2011年06月02日 8時09分

長崎電軌(6)“動く電車博物館”「小田原と熊本から来ました」。

上の写真は、150形「151号」です。大正14年に服部製作所
(私の知らないメーカーです)で製造され、王子電気軌道(402号)
~東京都(102号)~箱根登山鉄道小田原市内線(201号)を経て
昭和32年に長崎電軌の151号となりました。

この車両はワンマン化されておらず、運転される場合には車掌さんが
乗務することになります。
個人的には、昭和初期の面影を強く残した印象が好ましく、
岐阜県美濃加茂市にある“昭和”のテーマパーク「日本昭和村」で
電車を走らせるならこのタイプが似合いそうだと思っております。
※車内には「この車の経歴書」や「小田原時代の同形車の写真」なども
展示されており、もしも乗る機会があればこちらにも注目を!

一方、下の写真は600形「601号」。昭和28年製の元熊本市電の
171号で、先回の元東京都電(701号)も含め、
昭和の匂いがプンプンしていますが、やはり151号に比べ新しい
感覚のデザインと言えそうです。

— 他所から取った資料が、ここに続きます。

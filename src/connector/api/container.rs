use std::sync::Arc;

use tracing::debug;

use crate::application::{ChatSurface, ChatTransport, ChatWidget, SubmitMessageUseCase};
use crate::connector::adapter::{HttpChatTransport, MockChatTransport};
use crate::domain::DomainError;

pub struct ContainerConfig {
    /// Base URL of the chat server. `None` reads `CHATBOX_BASE_URL` or the default.
    pub base_url: Option<String>,
    /// Use the offline echo transport instead of HTTP.
    pub mock_transport: bool,
}

/// Builds the transport once and hands it to every widget or use case.
pub struct Container {
    transport: Arc<dyn ChatTransport>,
    description: String,
}

impl Container {
    pub fn new(config: ContainerConfig) -> Self {
        let (transport, description): (Arc<dyn ChatTransport>, String) = if config.mock_transport {
            debug!("Using mock chat transport");
            (Arc::new(MockChatTransport::echo()), "mock (echo)".to_string())
        } else {
            let transport = match config.base_url {
                Some(base) => HttpChatTransport::new(base),
                None => HttpChatTransport::from_env(),
            };
            debug!("Using HTTP chat transport at {}", transport.url());
            let description = transport.url().to_string();
            (Arc::new(transport), description)
        };

        Self {
            transport,
            description,
        }
    }

    pub fn transport(&self) -> Arc<dyn ChatTransport> {
        Arc::clone(&self.transport)
    }

    /// Where submissions go, for display.
    pub fn endpoint_description(&self) -> &str {
        &self.description
    }

    pub fn mount_widget(&self, surface: Arc<dyn ChatSurface>) -> Result<ChatWidget, DomainError> {
        ChatWidget::mount(surface, self.transport())
    }

    pub fn submit_use_case(&self, surface: Arc<dyn ChatSurface>) -> SubmitMessageUseCase {
        SubmitMessageUseCase::new(surface, self.transport())
    }
}
use serde::{Deserialize, Serialize};

/// Shown when the endpoint answers successfully but without reply text.
pub const FALLBACK_TEXT: &str = "🤖 No response received.";

/// Shown for any failed exchange. Failure detail goes to the log, never here.
pub const ERROR_TEXT: &str = "❌ An error occurred while trying to talk to the bot.";

/// Who authored a message in the chat log.
#[derive(Debug, Clone, Copy, PartialEq, Eq, Hash, Serialize, Deserialize)]
#[serde(rename_all = "snake_case")]
pub enum Sender {
    User,
    Bot,
}

impl Sender {
    pub fn as_str(&self) -> &'static str {
        match self {
            Sender::User => "user",
            Sender::Bot => "bot",
        }
    }

    /// Label rendered in front of the message text.
    pub fn display_name(&self) -> &'static str {
        match self {
            Sender::User => "You",
            Sender::Bot => "Bot",
        }
    }
}

impl std::fmt::Display for Sender {
    fn fmt(&self, f: &mut std::fmt::Formatter<'_>) -> std::fmt::Result {
        f.write_str(self.as_str())
    }
}

/// A single entry of the chat log. Immutable once created.
#[derive(Debug, Clone, PartialEq, Eq, Serialize, Deserialize)]
pub struct Message {
    sender: Sender,
    text: String,
}

impl Message {
    pub fn new(sender: Sender, text: impl Into<String>) -> Self {
        Self {
            sender,
            text: text.into(),
        }
    }

    pub fn user(text: impl Into<String>) -> Self {
        Self::new(Sender::User, text)
    }

    pub fn bot(text: impl Into<String>) -> Self {
        Self::new(Sender::Bot, text)
    }

    /// The bot message shown after a failed exchange.
    pub fn bot_error() -> Self {
        Self::bot(ERROR_TEXT)
    }

    pub fn sender(&self) -> Sender {
        self.sender
    }

    pub fn text(&self) -> &str {
        &self.text
    }

    pub fn is_from_user(&self) -> bool {
        self.sender == Sender::User
    }

    pub fn is_from_bot(&self) -> bool {
        self.sender == Sender::Bot
    }
}

#[cfg(test)]
mod tests {
    use super::*;

    #[test]
    fn test_display_names() {
        assert_eq!(Sender::User.display_name(), "You");
        assert_eq!(Sender::Bot.display_name(), "Bot");
    }

    #[test]
    fn test_constructors_set_sender() {
        let user = Message::user("hello");
        assert!(user.is_from_user());
        assert_eq!(user.text(), "hello");

        let bot = Message::bot_error();
        assert!(bot.is_from_bot());
        assert_eq!(bot.text(), ERROR_TEXT);
    }

    #[test]
    fn test_sender_serializes_snake_case() {
        let json = serde_json::to_string(&Message::bot("hi")).unwrap();
        assert_eq!(json, r#"{"sender":"bot","text":"hi"}"#);
    }
}
use async_trait::async_trait;
use tracing::{debug, warn};

use crate::application::ChatTransport;
use crate::domain::{ChatReply, ChatRequest, DomainError, CHAT_PATH};

/// Default target: a chat server running locally on Flask's standard port.
pub const DEFAULT_BASE_URL: &str = "http://127.0.0.1:5000";

/// HTTP transport posting `{"message": ...}` to `{base_url}/chat`.
///
/// Requests carry no timeout: an exchange runs until the server answers or
/// the connection fails.
///
/// ```text
/// CHATBOX_BASE_URL=http://chat.internal:8080
/// ```
pub struct HttpChatTransport {
    client: reqwest::Client,
    /// Full endpoint URL (base + CHAT_PATH).
    url: String,
}

impl HttpChatTransport {
    pub fn new(base_url: impl Into<String>) -> Self {
        let base: String = base_url.into();
        let url = format!("{}{}", base.trim_end_matches('/'), CHAT_PATH);
        Self {
            client: reqwest::Client::new(),
            url,
        }
    }

    /// Construct from `CHATBOX_BASE_URL`, falling back to [`DEFAULT_BASE_URL`].
    pub fn from_env() -> Self {
        Self::new(Self::configured_base_url())
    }

    pub fn configured_base_url() -> String {
        std::env::var("CHATBOX_BASE_URL").unwrap_or_else(|_| DEFAULT_BASE_URL.to_string())
    }

    pub fn url(&self) -> &str {
        &self.url
    }
}

#[async_trait]
impl ChatTransport for HttpChatTransport {
    async fn send(&self, message: &str) -> Result<ChatReply, DomainError> {
        debug!("POST {} ({} chars)", self.url, message.len());

        let response = self
            .client
            .post(&self.url)
            .json(&ChatRequest::new(message))
            .send()
            .await
            .map_err(|e| DomainError::transport(format!("request to {} failed: {e}", self.url)))?;

        let status = response.status();
        if !status.is_success() {
            let body = response.text().await.unwrap_or_default();
            warn!("Chat endpoint returned {status}: {body}");
            return Err(DomainError::Status(status.as_u16()));
        }

        let body = response
            .text()
            .await
            .map_err(|e| DomainError::transport(format!("failed to read response body: {e}")))?;

        ChatReply::from_json(&body)
    }
}
mod http_chat_transport;
mod in_memory_chat_surface;
mod message_renderer;
mod mock_chat_transport;
mod terminal_chat_surface;

pub use http_chat_transport::*;
pub use in_memory_chat_surface::*;
pub use message_renderer::*;
pub use mock_chat_transport::*;
pub use terminal_chat_surface::*;
use std::io::Write;
use std::sync::{Arc, Mutex, MutexGuard};

use tokio::sync::mpsc;
use tracing::{debug, warn};

use crate::application::{ChatSurface, SubmitEvent, SubmitEvents};
use crate::connector::adapter::render_plain;
use crate::domain::{ChatLog, DomainError, Message};

struct TerminalState {
    input: String,
    log: ChatLog,
    submit_tx: Option<mpsc::UnboundedSender<SubmitEvent>>,
    subscribed: bool,
}

/// A chat surface that prints the log to a terminal.
///
/// Each line read from the terminal is a submission; see
/// [`TerminalChatSurface::submit_line`]. Printing always appends at the
/// bottom, so the log is scrolled to the newest message by construction.
pub struct TerminalChatSurface {
    state: Mutex<TerminalState>,
    out: Mutex<Box<dyn Write + Send>>,
}

impl TerminalChatSurface {
    pub fn stdout() -> Self {
        Self::with_writer(Box::new(std::io::stdout()))
    }

    pub fn with_writer(out: Box<dyn Write + Send>) -> Self {
        Self {
            state: Mutex::new(TerminalState {
                input: String::new(),
                log: ChatLog::new(),
                submit_tx: None,
                subscribed: false,
            }),
            out: Mutex::new(out),
        }
    }

    fn state(&self) -> MutexGuard<'_, TerminalState> {
        self.state.lock().unwrap_or_else(|e| e.into_inner())
    }

    fn print(&self, message: &Message) -> Result<(), DomainError> {
        let mut out = self.out.lock().unwrap_or_else(|e| e.into_inner());
        writeln!(out, "{}", render_plain(message))?;
        out.flush()?;
        Ok(())
    }

    /// Submits one line of terminal input.
    pub fn submit_line(&self, line: &str) {
        let mut state = self.state();
        state.input = line.to_string();

        if let Some(tx) = &state.submit_tx {
            if tx.send(SubmitEvent::new(line)).is_err() {
                debug!("Submit listener dropped; line ignored");
            }
        }
    }

    /// Signals end of input.
    pub fn close(&self) {
        self.state().submit_tx = None;
    }

    pub fn log(&self) -> ChatLog {
        self.state().log.clone()
    }
}

impl ChatSurface for TerminalChatSurface {
    fn subscribe_submit(&self) -> Result<SubmitEvents, DomainError> {
        let mut state = self.state();
        if state.subscribed {
            return Err(DomainError::AlreadySubscribed);
        }

        let (tx, rx) = mpsc::unbounded_channel();
        state.submit_tx = Some(tx);
        state.subscribed = true;
        Ok(rx)
    }

    fn input_value(&self) -> String {
        self.state().input.clone()
    }

    fn clear_input(&self) {
        self.state().input.clear();
    }

    fn append_message(&self, message: &Message) {
        // Print under the state lock so screen order matches log order.
        let mut state = self.state();
        state.log.append(message.clone());

        if let Err(e) = self.print(message) {
            warn!("Failed to write message to terminal: {e}");
        }
    }
}

/// A cloneable in-memory writer, handy for capturing terminal output.
#[derive(Clone, Default)]
pub struct SharedBuffer(Arc<Mutex<Vec<u8>>>);

impl SharedBuffer {
    pub fn new() -> Self {
        Self::default()
    }

    pub fn contents(&self) -> String {
        let bytes = self.0.lock().unwrap_or_else(|e| e.into_inner());
        String::from_utf8_lossy(&bytes).into_owned()
    }
}

impl Write for SharedBuffer {
    fn write(&mut self, buf: &[u8]) -> std::io::Result<usize> {
        self.0
            .lock()
            .unwrap_or_else(|e| e.into_inner())
            .extend_from_slice(buf);
        Ok(buf.len())
    }

    fn flush(&mut self) -> std::io::Result<()> {
        Ok(())
    }
}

私には一番馴染みのあるフォルムと言えます。
また長崎電軌の201形あたりと似た雰囲気もあり、「私は元熊本
市電171号車です」のヘッドマークが無ければ、長崎電軌オリジナルと言われれば信じてしまいそうです。

こちらはワンマン化されていますが、何れにしろ“動く電車博物館”
151号・168号・601号・701号・1051号とも冷房が
非搭載のため、イベント用でしか稼動していないと思われましたが、
どの程度の頻度で運転されているかは不明です。

2011年06月01日 18時16分

長崎電軌(5)“動く電車博物館”「元東京都電」。

この3月29日に、元仙台市電の117号がここ長崎電軌では1051号として
今も現役で、東日本大震災を受けて「がんばれ東北号」として被災者支援の輪を
広げた話しをUPしましたが、その他にも、全国から来た車両がいて、
それを紹介させていただきます。
(参考)「がんばれ東北号」の募金総額は32万1230円とのことでした。

先の「168号」も西日本鉄道からやってきた電車ですが、
この元東京都電(昭和30年製。都電時代は2018号、
現在は701号)も懐かしい電車といえます。ワンマン化されており、
通常の運行にも使用可能です。

冷房が無いため、多分、夏場の運用には難しい点もあるのでしょうが、
鉄道趣味的には都電杉並線(1076ミリ)~杉並線廃止後の
都電(1372ミリ)~長崎電軌(1435ミリ)と3つのゲージを
走った車両であり、他の例を私は知りませんが、何れにしろ相当珍しいことだけは間違いなさそうです。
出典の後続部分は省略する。